--- START ---
impl<'a, B: Massive> QuadTree<'a, B> {
    /// Builds a tree over `bodies` inside `bounds`, failing if any body lies
    /// outside the box.
    ///
    /// # Errors
    ///
    /// * [`NbodyError::InvalidBox`] for a degenerate box
    /// * [`NbodyError::BodyOutOfBounds`] for a body outside the box
    /// * [`NbodyError::CoincidentBodies`] when two bodies share a position
    pub fn build(bodies: &'a [B], bounds: BoundingBox) -> Result<Self> {
        Self::build_with(bodies, bounds, Containment::Strict)
    }

    /// Builds a tree with an explicit policy for out-of-box bodies.
    ///
    /// # Arguments
    ///
    /// * `bodies` - Bodies to partition; positions are read once
    /// * `bounds` - Root box; closed on all edges
    /// * `containment` - Whether an escaping body is an error or is dropped
    pub fn build_with(
        bodies: &'a [B],
        bounds: BoundingBox,
        containment: Containment,
    ) -> Result<Self> {
        let bounds = BoundingBox::new(bounds.min, bounds.max)?;

        let mut indices = Vec::with_capacity(bodies.len());
        let mut discarded = Vec::new();
        for (i, body) in bodies.iter().enumerate() {
            let position = body.position();
            if bounds.contains(&position) {
                indices.push(i);
                continue;
            }
            match containment {
                Containment::Strict => {
                    return Err(NbodyError::BodyOutOfBounds {
                        id: body.id(),
                        position,
                    });
                }
                Containment::Discard => {
                    warn!(
                        "body {:?} at {} is outside [{}, {}] and was left out of the tree",
                        body.id(),
                        position,
                        bounds.min,
                        bounds.max
                    );
                    discarded.push(body.id());
                }
            }
        }

        let mut arena = Vec::with_capacity(indices.len() * 2 + 1);
        let mut members = Vec::new();
        let root = Self::build_recursive(bodies, &indices, bounds, &mut arena, &mut members)?;
        trace!(
            "built quadtree with {} nodes over {} bodies ({} in buckets)",
            arena.len(),
            indices.len(),
            members.len()
        );

        Ok(QuadTree {
            nodes: arena,
            bodies,
            members,
            root,
            discarded,
        })
    }

    fn build_recursive(
        bodies: &[B],
        indices: &[usize],
        bounds: BoundingBox,
        arena: &mut Vec<Node>,
        members: &mut Vec<u32>,
    ) -> Result<NodeId> {
        let node = match indices {
            [] => Node::Empty { bounds },

            [single] => Node::Leaf {
                bounds,
                body_index: *single as u32,
            },

            [first, rest @ ..]
                if rest
                    .iter()
                    .all(|&i| bodies[i].position() == bodies[*first].position()) =>
            {
                return Err(coincident(bodies, *first, rest[0]));
            }

            indices if !bounds.is_divisible() => {
                Self::bucket(bodies, indices, bounds, members)?
            }

            indices => {
                let mut quadrants: [Vec<usize>; 4] = Default::default();
                for &i in indices {
                    let q = bounds.quadrant(&bodies[i].position());
                    quadrants[q.index()].push(i);
                }

                let mut children = [NodeId(0); 4];
                for quadrant in Quadrant::ALL {
                    children[quadrant.index()] = Self::build_recursive(
                        bodies,
                        &quadrants[quadrant.index()],
                        bounds.subdivide(quadrant),
                        arena,
                        members,
                    )?;
                }

                // Aggregate from the children, not the raw bodies
                let (total_mass, weighted) = children
                    .iter()
                    .filter_map(|child| aggregate(bodies, &arena[child.index()]))
                    .fold((0.0, Vector2::zeros()), |(mass, sum), (m, com)| {
                        (mass + m, sum + com * m)
                    });
                let center_of_mass = weighted.divide(total_mass)?;
                if !total_mass.is_finite() || !center_of_mass.is_finite() {
                    return Err(ArithmeticError::NonFinite {
                        context: "node aggregate",
                    }
                    .into());
                }

                Node::Internal {
                    bounds,
                    total_mass,
                    center_of_mass,
                    children,
                }
            }
        };

        let id = NodeId::new(arena.len());
        arena.push(node);
        Ok(id)
    }

    /// Groups bodies that share a cell too small to split.
    ///
    /// Distinct positions are still required; the walk evaluates each member
    /// exactly.
    fn bucket(
        bodies: &[B],
        indices: &[usize],
        bounds: BoundingBox,
        members: &mut Vec<u32>,
    ) -> Result<Node> {
        for (k, &a) in indices.iter().enumerate() {
            if let Some(&b) = indices[k + 1..]
                .iter()
                .find(|&&b| bodies[b].position() == bodies[a].position())
            {
                return Err(coincident(bodies, a, b));
            }
        }

        let total_mass: f64 = indices.iter().map(|&i| bodies[i].mass()).sum();
        let weighted: Vector2 = indices
            .iter()
            .map(|&i| bodies[i].position() * bodies[i].mass())
            .sum();
        let center_of_mass = weighted.divide(total_mass)?;
        if !total_mass.is_finite() || !center_of_mass.is_finite() {
            return Err(ArithmeticError::NonFinite {
                context: "bucket aggregate",
            }
            .into());
        }
        trace!(
            "{} bodies share an indivisible cell [{}, {}]",
            indices.len(),
            bounds.min,
            bounds.max
        );

        let first = members.len() as u32;
        members.extend(indices.iter().map(|&i| i as u32));
        Ok(Node::Bucket {
            bounds,
            total_mass,
            center_of_mass,
            first,
            len: indices.len() as u32,
        })
    }

    fn bucket_members(&self, first: u32, len: u32) -> &[u32] {
        &self.members[first as usize..(first + len) as usize]
    }

    /// Total mass of every body in the tree.
    pub fn total_mass(&self) -> f64 {
        self.root().total_mass()
    }

    /// Mass-weighted mean position of the bodies in the tree; `None` when the
    /// tree is empty.
    pub fn center_of_mass(&self) -> Option<Vector2> {
        self.root().center_of_mass()
    }

    pub fn root(&self) -> NodeView<'_, 'a, B> {
        NodeView {
            tree: self,
            id: self.root,
        }
    }

    pub fn bounds(&self) -> BoundingBox {
        self.root().bounds()
    }

    /// Number of nodes in the arena, empty leaves included.
    pub fn node_count(&self) -> usize {
        self.nodes.len()
    }

    /// Depth of the deepest node; a lone leaf has depth 0.
    pub fn depth(&self) -> usize {
        self.depth_of(self.root)
    }

    fn depth_of(&self, id: NodeId) -> usize {
        match &self.nodes[id.index()] {
            Node::Internal { children, .. } => {
                1 + children
                    .iter()
                    .map(|&child| self.depth_of(child))
                    .max()
                    .unwrap_or(0)
            }
            _ => 0,
        }
    }

    /// Ids of every body in the tree, in depth-first [`Quadrant::ALL`] order.
    pub fn occupants(&self) -> Vec<BodyId> {
        let mut ids = Vec::with_capacity(self.bodies.len());
        self.collect_occupants(self.root, &mut ids);
        ids
    }

    fn collect_occupants(&self, id: NodeId, ids: &mut Vec<BodyId>) {
        match &self.nodes[id.index()] {
            Node::Empty { .. } => {}
            Node::Leaf { body_index, .. } => ids.push(self.bodies[*body_index as usize].id()),
            Node::Bucket { first, len, .. } => ids.extend(
                self.bucket_members(*first, *len)
                    .iter()
                    .map(|&i| self.bodies[i as usize].id()),
            ),
            Node::Internal { children, .. } => {
                for &child in children {
                    self.collect_occupants(child, ids);
                }
            }
        }
    }

    /// Bodies left out of the tree under [`Containment::Discard`].
    pub fn discarded(&self) -> &[BodyId] {
        &self.discarded
    }

    /// Pushes the gravitational contributions acting on `target` into it.
    ///
    /// Occupied leaves contribute exactly, unless the occupant is the target
    /// itself. An internal node whose side length over distance (measured
    /// from its geometric center) is at most `theta` contributes once as a
    /// point mass at its center of mass; otherwise its four children are
    /// visited. A node whose box contains the target is always opened, and
    /// `theta == None` opens every node.
    ///
    /// # Returns
    ///
    /// Number of contributions pushed.
    pub fn evaluate_acceleration<T>(&self, target: &mut T, params: &ForceParams) -> usize
    where
        T: Massive + AccelerationSink + ?Sized,
    {
        let target_id = target.id();
        let position = target.position();
        let mut count = 0;
        self.walk(self.root, Some(target_id), position, params, &mut |a| {
            target.add_acceleration(a);
            count += 1;
        });
        count
    }

    /// Net acceleration at an arbitrary point, optionally ignoring one body.
    pub fn acceleration_at(
        &self,
        position: Vector2,
        exclude: Option<BodyId>,
        params: &ForceParams,
    ) -> Vector2 {
        let mut total = Vector2::zeros();
        self.walk(self.root, exclude, position, params, &mut |a| total += a);
        total
    }

    fn walk<F: FnMut(Vector2)>(
        &self,
        node_id: NodeId,
        exclude: Option<BodyId>,
        position: Vector2,
        params: &ForceParams,
        emit: &mut F,
    ) {
        match &self.nodes[node_id.index()] {
            Node::Empty { .. } => {}

            Node::Leaf { body_index, .. } => {
                self.emit_exact(*body_index, exclude, position, params, emit);
            }

            Node::Bucket { first, len, .. } => {
                for &body_index in self.bucket_members(*first, *len) {
                    self.emit_exact(body_index, exclude, position, params, emit);
                }
            }

            Node::Internal {
                bounds,
                total_mass,
                center_of_mass,
                children,
            } => {
                if accepts_as_point_mass(bounds, position, params.theta) {
                    if let Some(a) =
                        pairwise_acceleration(position, *center_of_mass, *total_mass, params)
                    {
                        emit(a);
                    }
                } else {
                    for &child in children {
                        self.walk(child, exclude, position, params, emit);
                    }
                }
            }
        }
    }
}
--- END ---
**Problem details**
The answer must consist of every line from the listing above that includes the word "walk".

**Answer space**
    /// Distinct positions are still required; the walk evaluates each member
        self.walk(self.root, Some(target_id), position, params, &mut |a| {
        self.walk(self.root, exclude, position, params, &mut |a| total += a);
    fn walk<F: FnMut(Vector2)>(
                        self.walk(child, exclude, position, params, emit);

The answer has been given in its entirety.